NBnews -
Buat kita yang berada di dunia kampus dan ikut perkuliahan (bukan jualan atau jd tukang parkir) kata IPK sudah tidak asing lagi ditelinga. 3 huruf yang tentunya punya kenangan masing-masing bagi tiap orangnya.
pengalamanku misalnya yang IPKnya harus jeblok sehancur-hancurnya saat kecelakaan dan tidak mengikuti ujian mid semester. Dimana satu mata kuliah menuai E dan melibas habis pundi-pundi nilai yang berhasil terkumpul beberapa semester belakangan. Yang sudah pengalaman pasti tau gimana nilai E begitu sakti menghancurkan IPK.
pengalamanku misalnya yang IPKnya harus jeblok sehancur-hancurnya saat kecelakaan dan tidak mengikuti ujian mid semester. Dimana satu mata kuliah menuai E dan melibas habis pundi-pundi nilai yang berhasil terkumpul beberapa semester belakangan. Yang sudah pengalaman pasti tau gimana nilai E begitu sakti menghancurkan IPK.

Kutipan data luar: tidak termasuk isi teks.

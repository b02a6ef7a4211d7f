use quickcheck::{Arbitrary, Gen};

/// An enum for the various kinds of "things" to do to
/// a tree in a quicktest.
#[derive(Clone, Debug)]
pub(crate) enum Op<K> {
    /// Insert the K into the tree
    Insert(K),
    /// Delete one occurrence of the K from the tree
    Delete(K),
    /// Check the tree's invariants and contents
    Check,
}

impl<K> Arbitrary for Op<K>
where
    K: Arbitrary,
{
    /// Tells quickcheck how to randomly choose an operation
    fn arbitrary(g: &mut Gen) -> Self {
        match g.choose(&[0, 1, 2]).unwrap() {
            0 => Op::Insert(K::arbitrary(g)),
            1 => Op::Delete(K::arbitrary(g)),
            2 => Op::Check,
            _ => unreachable!(),
        }
    }
}
//! Property tests that drive the tree through its public API only.

mod tree;

use linked_bst::Tree;

/// Builds a tree by inserting `xs` in order.
pub(crate) fn build<K: Ord + Clone>(xs: &[K]) -> Tree<K> {
    let mut tree = Tree::new();
    for x in xs {
        tree.insert(x.clone());
    }

    tree
}

/// Collects the keys of `tree` in order by walking the node handles.
pub(crate) fn in_order<K: Clone>(tree: &Tree<K>) -> Vec<K> {
    let mut keys = Vec::new();
    let mut stack = Vec::new();
    let mut current = tree.root();
    loop {
        while let Some(node) = current {
            stack.push(node);
            current = node.left();
        }
        let Some(node) = stack.pop() else {
            break;
        };
        keys.push(node.key().clone());
        current = node.right();
    }

    keys
}
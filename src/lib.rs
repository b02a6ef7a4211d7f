//! This crate exposes a Binary Search Tree (BST) whose nodes know their parent,
//! mostly for educational purposes.
//!
//! ## Binary Search Tree
//!
//! A Binary Search Tree is a data structure supporting operations to
//! insert, find, and delete stored keys. BSTs are typically defined
//! recursively using the notion of a `Node`. A `Node` stores a key and
//! will sometimes have child `Node`s. The most important invariants of a BST are:
//!
//! 1. For every `Node` in a BST, all the `Node`s in its left subtree have a
//!    key less than its own key.
//! 2. For every `Node` in a BST, all the `Node`s in its right subtree have a
//!    key greater than or equal to its own key. Inserting a key that is already
//!    present stores it again, to the right.
//!
//! > Note that some `Node`s have no children. These `Node`s are called "leaf nodes".
//!
//! Searching for keys in the tree takes `O(height)` (where `height` is defined as
//! the longest path from the root `Node` to a leaf `Node`). This tree does no
//! balancing, so inserting keys in sorted order degrades it into a linked list
//! with a height of `N`.
//!
//! ## Parent links
//!
//! Each [`Node`] also points back at its parent. That makes walking to the
//! in-order neighbour of a node possible without a stack: if a node has no
//! subtree on the relevant side, the neighbour is found by climbing. Parent
//! links never own anything; a [`Tree`] owns its root and every node owns its
//! children.
//!
//! ```
//! use linked_bst::Tree;
//!
//! let mut tree = Tree::new();
//! for key in [10, 5, 15, 3, 7, 12, 18] {
//!     tree.insert(key);
//! }
//!
//! // 7 has no right child so its successor is found by climbing to 10.
//! assert_eq!(tree.successor_of(&7), Some(&10));
//! assert_eq!(tree.find_min().map(|n| *n.key()), Some(3));
//! ```

#![deny(missing_docs, clippy::clone_on_ref_ptr)]

pub mod error;
pub mod node;
pub mod tree;

#[cfg(test)]
mod test;

pub use error::InvariantError;
pub use node::Node;
pub use tree::Tree;
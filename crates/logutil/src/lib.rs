//! Utilities for logging.

use tracing::Level;
use tracing_subscriber::EnvFilter;
use tracing_subscriber::filter::LevelFilter;
use tracing_subscriber::fmt::SubscriberBuilder;

#[derive(Debug, Clone, Copy, PartialEq, Eq, Default)]
pub enum LogFormat {
    #[default]
    HumanReadable,
    Json,
}

/// Configure the global tracing subscriber.
///
/// `RUST_LOG` takes precedence over `default_level` when set. Calling this
/// more than once is a no-op.
pub fn configure_global_logger(default_level: Level, format: LogFormat) {
    let env_filter = EnvFilter::builder()
        .with_default_directive(LevelFilter::from_level(default_level).into())
        .from_env_lossy();

    let builder = SubscriberBuilder::default()
        .with_env_filter(env_filter)
        .with_thread_ids(true)
        .with_file(true)
        .with_line_number(true);

    let _ = match format {
        LogFormat::Json => builder.json().try_init(),
        LogFormat::HumanReadable => builder.try_init(),
    };
}

/// Logger for tests, writes through the test harness capture.
pub fn init_test() {
    let _ = SubscriberBuilder::default()
        .with_env_filter(
            EnvFilter::builder()
                .with_default_directive(LevelFilter::TRACE.into())
                .from_env_lossy(),
        )
        .with_test_writer()
        .try_init();
}
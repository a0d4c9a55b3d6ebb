use std::borrow::Cow;
use std::error::Error;
use std::fmt;

pub type Result<T, E = LazyError> = std::result::Result<T, E>;

/// Broad category of an error.
///
/// Callers match on this instead of inspecting messages.
#[derive(Debug, Clone, Copy, PartialEq, Eq, Hash)]
pub enum ErrorKind {
    /// A placeholder was evaluated without a value bound for it.
    UnboundReference,
    /// The same identity was seen with two different definitions.
    ConflictingDefinition,
    /// An identity was re-entered while it was still being evaluated.
    CyclicEvaluation,
    /// Evaluation nested deeper than allowed.
    DepthExceeded,
    /// Kind for user functions to construct when they fail. Sessions pass
    /// function errors through unchanged and never assign this kind.
    Function,
    /// Invalid configuration value or setting name.
    Config,
    NotImplemented,
    Internal,
}

impl fmt::Display for ErrorKind {
    fn fmt(&self, f: &mut fmt::Formatter<'_>) -> fmt::Result {
        let s = match self {
            Self::UnboundReference => "unbound reference",
            Self::ConflictingDefinition => "conflicting definition",
            Self::CyclicEvaluation => "cyclic evaluation",
            Self::DepthExceeded => "depth exceeded",
            Self::Function => "function error",
            Self::Config => "config error",
            Self::NotImplemented => "not implemented",
            Self::Internal => "internal error",
        };
        write!(f, "{s}")
    }
}

#[derive(Debug)]
pub struct LazyError {
    inner: Box<LazyErrorInner>,
}

#[derive(Debug)]
struct LazyErrorInner {
    kind: ErrorKind,
    msg: String,
    source: Option<Box<dyn Error + Send + Sync>>,
    fields: Vec<ErrorField>,
}

#[derive(Debug)]
struct ErrorField {
    key: Cow<'static, str>,
    value: Box<dyn fmt::Debug + Send + Sync>,
}

impl LazyError {
    /// Create a new internal error with a message.
    pub fn new(msg: impl Into<String>) -> Self {
        Self::with_kind(ErrorKind::Internal, msg)
    }

    pub fn with_kind(kind: ErrorKind, msg: impl Into<String>) -> Self {
        LazyError {
            inner: Box::new(LazyErrorInner {
                kind,
                msg: msg.into(),
                source: None,
                fields: Vec::new(),
            }),
        }
    }

    pub fn unbound(msg: impl Into<String>) -> Self {
        Self::with_kind(ErrorKind::UnboundReference, msg)
    }

    pub fn conflicting(msg: impl Into<String>) -> Self {
        Self::with_kind(ErrorKind::ConflictingDefinition, msg)
    }

    pub fn config(msg: impl Into<String>) -> Self {
        Self::with_kind(ErrorKind::Config, msg)
    }

    /// Wrap an arbitrary error returned from a user function.
    pub fn function(msg: impl Into<String>, source: Box<dyn Error + Send + Sync>) -> Self {
        let mut err = Self::with_kind(ErrorKind::Function, msg);
        err.inner.source = Some(source);
        err
    }

    /// Attach a debug field to this error.
    pub fn with_field<V>(mut self, key: impl Into<Cow<'static, str>>, value: V) -> Self
    where
        V: fmt::Debug + Send + Sync + 'static,
    {
        self.inner.fields.push(ErrorField {
            key: key.into(),
            value: Box::new(value),
        });
        self
    }

    pub fn kind(&self) -> ErrorKind {
        self.inner.kind
    }

    pub fn message(&self) -> &str {
        &self.inner.msg
    }

    /// Iterate over the debug fields attached to this error.
    pub fn fields(&self) -> impl Iterator<Item = (&str, &dyn fmt::Debug)> {
        self.inner
            .fields
            .iter()
            .map(|f| (f.key.as_ref(), f.value.as_ref() as &dyn fmt::Debug))
    }

    pub fn is_kind(&self, kind: ErrorKind) -> bool {
        self.inner.kind == kind
    }
}

impl fmt::Display for LazyError {
    fn fmt(&self, f: &mut fmt::Formatter<'_>) -> fmt::Result {
        write!(f, "{}", self.inner.msg)?;
        for field in &self.inner.fields {
            write!(f, "\n  {}: {:?}", field.key, field.value)?;
        }
        if let Some(source) = &self.inner.source {
            write!(f, "\nError source: {source}")?;
        }
        Ok(())
    }
}

impl Error for LazyError {
    fn source(&self) -> Option<&(dyn Error + 'static)> {
        self.inner.source.as_ref().map(|e| e.as_ref() as _)
    }
}

#[macro_export]
macro_rules! not_implemented {
    ($($arg:tt)*) => {
        return Err($crate::LazyError::with_kind(
            $crate::ErrorKind::NotImplemented,
            format!("Not yet implemented: {}", format!($($arg)*)),
        ))
    };
}

#[cfg(test)]
mod tests {
    use super::*;

    #[test]
    fn display_includes_fields_and_source() {
        let err = LazyError::function("outer", Box::new(fmt::Error))
            .with_field("id", "add_3")
            .with_field("depth", 4);

        let s = err.to_string();
        assert!(s.starts_with("outer"));
        assert!(s.contains("id: \"add_3\""));
        assert!(s.contains("depth: 4"));
        assert!(s.contains("Error source"));
        assert_eq!(ErrorKind::Function, err.kind());
    }

    #[test]
    fn not_implemented_macro_kind() {
        fn unsupported() -> Result<()> {
            not_implemented!("partition by {}", "column");
        }

        let err = unsupported().unwrap_err();
        assert!(err.is_kind(ErrorKind::NotImplemented));
        assert_eq!("Not yet implemented: partition by column", err.message());
    }

    #[test]
    fn kind_specific_constructors() {
        assert!(LazyError::unbound("x").is_kind(ErrorKind::UnboundReference));
        assert!(LazyError::conflicting("x").is_kind(ErrorKind::ConflictingDefinition));
        assert!(LazyError::config("x").is_kind(ErrorKind::Config));
        assert!(LazyError::function("x", Box::new(fmt::Error)).is_kind(ErrorKind::Function));
    }
}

Ya, IPK atau Indeks Prestasi Kumulatif merupakan hasil akhir dari nilai-nilai ditiap mata kuliahmu yang dikali dengan jumlah SKS lantas ditotal lalu dibagi dengan total jumlah SKS...*alamak ribet kali. Jadi kalau salah satu nilai di matkulmu bernilai E=0 dia hanya akan menyumbang angka pembagi namun tidak memberi kontribusi nilai tambahan..Bosok! Karena itulah IPK membuat mahasiswa bisa panas-dingin mempertahankan atau meningkatkannya. IPK menjadi penting karena mau tidak mau akan jadi SALAH SATU patokan kamu waras atau gak di kehidupan after sekolahmu. Emang kejam ya bahasanya..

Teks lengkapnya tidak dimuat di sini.